Over the three days I was able to see what was on offer in programs composed of shorts, documentaries and features from North America, Canada and Internationally. They were categorized under such headings as: Redemption, Individuation, The Personal is Political, Excavating Truths Violence Against Women, Lost and Sexual Rights and Liberty. The power, both gentle and full on that poured out of those films was compelling.

Here are some standouts in a festival loaded with them:

Redemption:

American Dream

Directed by Angela Garcia Coombs. From USA

About a recovering addict trying to get ahead while suffering the dangers and indignities of gig work in the luxury homes of the privileged. She showed tenacity, determination and resilience.

Every Day

Directed by Tara Alexandra Brown and Vin Chandra. From USA

A young woman named Maddie takes a job as a tutor and meets and bonds with the nanny. Maddie is recovering from an earlier trauma and the new relationship triggers memories of the earlier trauma. The film evolves slowly and as more and more information is revealed you find yourself gripping the armrest harder and harder.

Individuation:

Tiger Mom

Directed by Munara Muhetaer. From Canada

A Chinese-Canadian teenager is trapped under the thumb of his demanding, controlling mother until he rebels. You think the film might go down a familiar path, but it veers in another direction, just as reasonable and effective. Beautifully done.

The Personal is Political

Touch

Directed by Ragda Alazizi. From Germany/Syria

A short film of stories of women protesting brutal regimes and in particular, one woman imprisoned in Saydnaya Prison in Syria. About women staring down their oppressors. Brutal and powerful.  

Medea

Directed by Riffy Ahmed.

Euripides’s tragedy of a betrayed wife who takes violent revenge as reinterpreted through a BIPOC lens. Poetic, graceful and gripping.

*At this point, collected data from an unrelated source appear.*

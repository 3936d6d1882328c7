use cinder_dns_domain::{Question, RClass, RecordType};

/// Cache key: lowercase name without trailing dot, plus type and class.
#[derive(Clone, Debug, PartialEq, Eq, Hash)]
pub struct CacheKey {
    pub name: String,
    pub rtype: RecordType,
    pub class: RClass,
}

impl CacheKey {
    pub fn new(name: &str, rtype: RecordType, class: RClass) -> Self {
        Self {
            name: name.trim_end_matches('.').to_ascii_lowercase(),
            rtype,
            class,
        }
    }

    pub fn for_question(question: &Question) -> Self {
        Self::new(&question.name, question.rtype, question.class)
    }
}
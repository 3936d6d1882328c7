use serde::{Deserialize, Serialize};

#[derive(Debug, Clone, Deserialize, Serialize)]
pub struct ServerConfig {
    #[serde(default = "default_bind_address")]
    pub bind_address: String,

    #[serde(default = "default_dns_port")]
    pub dns_port: u16,
}

impl Default for ServerConfig {
    fn default() -> Self {
        Self {
            bind_address: default_bind_address(),
            dns_port: default_dns_port(),
        }
    }
}

fn default_bind_address() -> String {
    "0.0.0.0".to_string()
}

fn default_dns_port() -> u16 {
    53
}
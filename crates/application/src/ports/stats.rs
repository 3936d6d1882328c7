/// Operational counters gathered across the server and cache.
#[derive(Debug, Clone, Default)]
pub struct StatsSnapshot {
    pub queries: u64,
    pub servfail_responses: u64,
    pub malformed_requests: u64,
    pub cache_size: usize,
    pub cache_hit_rate: f64,
}

/// Port for reading a point-in-time stats snapshot.
pub trait StatsReadout: Send + Sync {
    fn snapshot(&self) -> StatsSnapshot;
}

Excavating Truths; Violence against women.

Esmerelda

Directed by Jennifer Greco. From Colombia

A young woman returns home for the funeral of her school friend and to confront her mother about a trauma the young woman endured at the hands of a friend of the family who sexually abused her when she was a child. The mother is generally silent until she gives her own truth.

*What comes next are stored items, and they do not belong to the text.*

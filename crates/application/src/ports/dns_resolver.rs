use async_trait::async_trait;
use cinder_dns_domain::{DnssecStatus, DomainError, Message, Question};
use std::sync::Arc;

/// A resolved answer, either served from cache or fetched upstream.
///
/// `message` is the full upstream-shaped response (answer and authority
/// sections, rcode). Cached copies carry already-decayed TTLs.
#[derive(Debug, Clone)]
pub struct Resolution {
    pub message: Arc<Message>,
    pub cache_hit: bool,
    pub dnssec_status: DnssecStatus,
    /// Endpoint that produced the answer; `None` for pure cache hits.
    pub upstream_url: Option<Arc<str>>,
}

impl Resolution {
    pub fn cached(message: Arc<Message>, dnssec_status: DnssecStatus) -> Self {
        Self {
            message,
            cache_hit: true,
            dnssec_status,
            upstream_url: None,
        }
    }

    pub fn upstream(
        message: Arc<Message>,
        dnssec_status: DnssecStatus,
        upstream_url: Arc<str>,
    ) -> Self {
        Self {
            message,
            cache_hit: false,
            dnssec_status,
            upstream_url: Some(upstream_url),
        }
    }
}

#[async_trait]
pub trait DnsResolver: Send + Sync {
    async fn resolve(&self, question: &Question) -> Result<Resolution, DomainError>;

    /// Check only the cache without going upstream.
    /// Returns `Some(resolution)` on hit, `None` on miss.
    /// Default implementation returns None (no cache).
    fn try_cache(&self, _question: &Question) -> Option<Resolution> {
        None
    }
}
//! cinder-dns background jobs: cache maintenance, upstream health
//! probing, and periodic stats logging, coordinated by a JobRunner.
pub mod cache_maintenance;
pub mod health_probe;
pub mod runner;
pub mod stats;

pub use cache_maintenance::CacheMaintenanceJob;
pub use health_probe::HealthProbeJob;
pub use runner::JobRunner;
pub use stats::StatsJob;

Again, the resilience of women beautifully portrayed.

Lost

Smokebreak

Directed by Lisa Robertson. From Canada

A woman nervously meets the daughter she gave up for adoption years before.

In this elegant, heartbreaking short film, the questioning daughter wants to know so much about her birth mother, why she gave her up and what happened to her. If ever there was a short film that begged to be expanded into a feature, Smokebreak is it. The subject is deep with questions on both sides for the woman who gave up her child and the child who is now an adult.

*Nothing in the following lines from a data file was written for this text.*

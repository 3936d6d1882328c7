use std::sync::atomic::{AtomicU64, Ordering};

/// Lock-free cache counters.
#[derive(Debug, Default)]
pub struct CacheMetrics {
    pub hits: AtomicU64,
    pub misses: AtomicU64,
    pub insertions: AtomicU64,
    pub evictions: AtomicU64,
    pub expired_removals: AtomicU64,
}

impl CacheMetrics {
    pub fn record_hit(&self) {
        self.hits.fetch_add(1, Ordering::Relaxed);
    }

    pub fn record_miss(&self) {
        self.misses.fetch_add(1, Ordering::Relaxed);
    }

    pub fn record_insertion(&self) {
        self.insertions.fetch_add(1, Ordering::Relaxed);
    }

    pub fn record_evictions(&self, count: u64) {
        self.evictions.fetch_add(count, Ordering::Relaxed);
    }

    pub fn record_expired_removals(&self, count: u64) {
        self.expired_removals.fetch_add(count, Ordering::Relaxed);
    }

    pub fn hit_rate(&self) -> f64 {
        let hits = self.hits.load(Ordering::Relaxed) as f64;
        let misses = self.misses.load(Ordering::Relaxed) as f64;
        if hits + misses > 0.0 {
            hits / (hits + misses)
        } else {
            0.0
        }
    }

    pub fn snapshot(&self) -> CacheMetricsSnapshot {
        CacheMetricsSnapshot {
            hits: self.hits.load(Ordering::Relaxed),
            misses: self.misses.load(Ordering::Relaxed),
            insertions: self.insertions.load(Ordering::Relaxed),
            evictions: self.evictions.load(Ordering::Relaxed),
            expired_removals: self.expired_removals.load(Ordering::Relaxed),
            hit_rate: self.hit_rate(),
        }
    }
}

#[derive(Debug, Clone, Default)]
pub struct CacheMetricsSnapshot {
    pub hits: u64,
    pub misses: u64,
    pub insertions: u64,
    pub evictions: u64,
    pub expired_removals: u64,
    pub hit_rate: f64,
}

Sexual Rights and Liberty (Foreign Shorts and Canadian Documentary)

Koromousso, Big Sister

Directed by Habibata Quarme and Jim Donovan

A group of African-Canadian women challenge cultural taboos surrounding female sexuality, and female genital mutilation. Powerful is an understatement.

All the performances in all the films were stunning.

So glad I was introduced to this worthy festival.